╔══

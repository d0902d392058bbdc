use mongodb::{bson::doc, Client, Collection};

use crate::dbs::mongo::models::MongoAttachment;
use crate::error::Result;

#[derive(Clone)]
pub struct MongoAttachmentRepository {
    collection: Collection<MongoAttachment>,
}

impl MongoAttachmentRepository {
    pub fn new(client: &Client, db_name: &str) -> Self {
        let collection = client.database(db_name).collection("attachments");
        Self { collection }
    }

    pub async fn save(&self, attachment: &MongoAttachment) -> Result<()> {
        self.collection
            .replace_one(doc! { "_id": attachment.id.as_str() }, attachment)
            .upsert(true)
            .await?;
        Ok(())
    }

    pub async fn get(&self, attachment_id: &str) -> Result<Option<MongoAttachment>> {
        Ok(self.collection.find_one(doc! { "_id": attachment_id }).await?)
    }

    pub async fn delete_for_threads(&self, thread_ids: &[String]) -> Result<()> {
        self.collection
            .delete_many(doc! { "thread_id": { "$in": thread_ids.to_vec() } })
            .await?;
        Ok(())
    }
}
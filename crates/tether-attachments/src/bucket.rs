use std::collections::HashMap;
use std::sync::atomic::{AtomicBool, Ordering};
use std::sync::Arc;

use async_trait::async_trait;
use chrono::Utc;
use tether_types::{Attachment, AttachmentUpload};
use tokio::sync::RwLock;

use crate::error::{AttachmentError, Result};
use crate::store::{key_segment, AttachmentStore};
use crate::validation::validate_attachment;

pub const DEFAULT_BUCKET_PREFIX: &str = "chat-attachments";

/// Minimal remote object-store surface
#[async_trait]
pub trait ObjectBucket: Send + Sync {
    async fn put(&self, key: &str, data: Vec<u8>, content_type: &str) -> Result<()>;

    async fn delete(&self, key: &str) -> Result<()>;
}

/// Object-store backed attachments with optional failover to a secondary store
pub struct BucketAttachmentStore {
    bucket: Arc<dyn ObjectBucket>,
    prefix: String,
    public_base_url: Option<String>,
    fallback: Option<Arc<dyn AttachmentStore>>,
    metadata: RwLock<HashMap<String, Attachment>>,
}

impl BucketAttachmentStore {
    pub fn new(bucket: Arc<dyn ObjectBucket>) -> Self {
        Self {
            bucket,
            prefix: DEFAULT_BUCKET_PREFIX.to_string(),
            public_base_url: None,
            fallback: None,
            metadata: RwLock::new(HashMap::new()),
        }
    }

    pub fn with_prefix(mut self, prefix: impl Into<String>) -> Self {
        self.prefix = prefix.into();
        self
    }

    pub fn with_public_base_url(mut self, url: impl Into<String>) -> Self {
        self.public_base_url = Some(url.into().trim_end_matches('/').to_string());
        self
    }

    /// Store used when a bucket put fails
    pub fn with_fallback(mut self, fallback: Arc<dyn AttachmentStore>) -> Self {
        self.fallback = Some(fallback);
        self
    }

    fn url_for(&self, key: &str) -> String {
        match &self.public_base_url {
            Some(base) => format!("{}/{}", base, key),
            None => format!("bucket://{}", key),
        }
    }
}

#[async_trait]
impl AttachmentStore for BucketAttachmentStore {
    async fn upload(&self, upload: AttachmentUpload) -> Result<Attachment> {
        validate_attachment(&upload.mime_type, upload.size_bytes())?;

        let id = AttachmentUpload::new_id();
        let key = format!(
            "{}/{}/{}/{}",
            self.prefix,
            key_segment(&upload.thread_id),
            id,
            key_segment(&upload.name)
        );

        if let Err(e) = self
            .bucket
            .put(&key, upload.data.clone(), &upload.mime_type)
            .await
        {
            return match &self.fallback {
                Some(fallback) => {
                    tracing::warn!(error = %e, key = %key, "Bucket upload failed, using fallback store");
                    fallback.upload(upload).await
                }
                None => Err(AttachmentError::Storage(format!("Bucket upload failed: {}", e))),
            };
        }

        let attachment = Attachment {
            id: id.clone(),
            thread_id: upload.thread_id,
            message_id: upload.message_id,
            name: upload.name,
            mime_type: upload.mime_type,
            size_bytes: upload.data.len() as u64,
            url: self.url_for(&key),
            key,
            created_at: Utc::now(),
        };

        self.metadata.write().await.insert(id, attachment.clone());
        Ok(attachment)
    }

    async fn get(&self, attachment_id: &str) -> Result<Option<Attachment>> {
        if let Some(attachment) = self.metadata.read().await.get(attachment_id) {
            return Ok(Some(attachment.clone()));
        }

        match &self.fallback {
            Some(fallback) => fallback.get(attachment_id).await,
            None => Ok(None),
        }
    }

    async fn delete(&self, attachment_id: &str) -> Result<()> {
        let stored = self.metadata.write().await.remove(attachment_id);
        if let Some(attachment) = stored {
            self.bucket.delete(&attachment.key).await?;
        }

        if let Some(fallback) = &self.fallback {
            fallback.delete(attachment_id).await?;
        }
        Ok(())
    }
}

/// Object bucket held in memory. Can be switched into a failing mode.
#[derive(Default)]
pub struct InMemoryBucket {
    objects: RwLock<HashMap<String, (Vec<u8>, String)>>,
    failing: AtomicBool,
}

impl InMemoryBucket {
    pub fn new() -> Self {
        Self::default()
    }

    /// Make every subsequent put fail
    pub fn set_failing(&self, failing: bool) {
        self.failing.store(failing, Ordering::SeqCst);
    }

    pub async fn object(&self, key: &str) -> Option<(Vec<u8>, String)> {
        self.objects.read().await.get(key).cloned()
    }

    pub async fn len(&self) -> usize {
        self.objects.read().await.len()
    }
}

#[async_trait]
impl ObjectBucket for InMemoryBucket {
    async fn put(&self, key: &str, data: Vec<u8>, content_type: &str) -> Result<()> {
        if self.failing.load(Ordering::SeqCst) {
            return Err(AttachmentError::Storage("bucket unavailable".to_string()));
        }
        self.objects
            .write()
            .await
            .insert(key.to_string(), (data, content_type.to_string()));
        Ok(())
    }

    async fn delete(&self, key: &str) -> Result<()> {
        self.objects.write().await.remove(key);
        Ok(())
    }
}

╚══
╔══

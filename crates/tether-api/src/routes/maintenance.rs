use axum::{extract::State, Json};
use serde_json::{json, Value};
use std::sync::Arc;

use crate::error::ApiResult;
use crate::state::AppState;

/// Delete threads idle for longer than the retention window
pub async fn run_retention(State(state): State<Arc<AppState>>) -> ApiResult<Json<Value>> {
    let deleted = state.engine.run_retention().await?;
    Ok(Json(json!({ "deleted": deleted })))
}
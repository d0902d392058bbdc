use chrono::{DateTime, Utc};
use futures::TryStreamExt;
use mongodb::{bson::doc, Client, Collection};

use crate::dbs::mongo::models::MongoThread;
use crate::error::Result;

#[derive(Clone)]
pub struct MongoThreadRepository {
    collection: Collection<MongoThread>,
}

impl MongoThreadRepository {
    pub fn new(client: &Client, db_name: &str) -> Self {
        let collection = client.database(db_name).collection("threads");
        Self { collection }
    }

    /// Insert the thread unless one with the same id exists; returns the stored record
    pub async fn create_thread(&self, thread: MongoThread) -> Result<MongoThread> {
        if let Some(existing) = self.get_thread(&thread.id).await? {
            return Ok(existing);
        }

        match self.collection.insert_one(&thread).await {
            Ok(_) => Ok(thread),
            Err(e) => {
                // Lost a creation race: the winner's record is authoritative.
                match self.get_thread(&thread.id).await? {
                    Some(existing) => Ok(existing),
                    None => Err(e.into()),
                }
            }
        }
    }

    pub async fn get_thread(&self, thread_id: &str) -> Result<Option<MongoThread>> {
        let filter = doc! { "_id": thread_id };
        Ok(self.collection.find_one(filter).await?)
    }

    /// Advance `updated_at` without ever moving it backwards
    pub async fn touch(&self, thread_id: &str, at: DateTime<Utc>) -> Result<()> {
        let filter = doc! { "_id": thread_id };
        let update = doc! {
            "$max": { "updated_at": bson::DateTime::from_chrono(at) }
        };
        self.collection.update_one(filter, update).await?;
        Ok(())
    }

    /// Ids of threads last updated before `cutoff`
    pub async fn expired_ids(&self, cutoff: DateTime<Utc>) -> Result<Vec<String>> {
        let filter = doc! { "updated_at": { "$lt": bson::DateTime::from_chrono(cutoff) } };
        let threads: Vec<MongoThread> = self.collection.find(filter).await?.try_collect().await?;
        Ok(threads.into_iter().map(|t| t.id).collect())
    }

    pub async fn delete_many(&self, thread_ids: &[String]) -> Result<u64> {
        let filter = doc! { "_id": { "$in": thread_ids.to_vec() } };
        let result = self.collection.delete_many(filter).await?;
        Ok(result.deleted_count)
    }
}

╚══

Assignment – Of the lines in the listing, some hold the word "failing". Report how many, and only that.

Output for this exercise – 5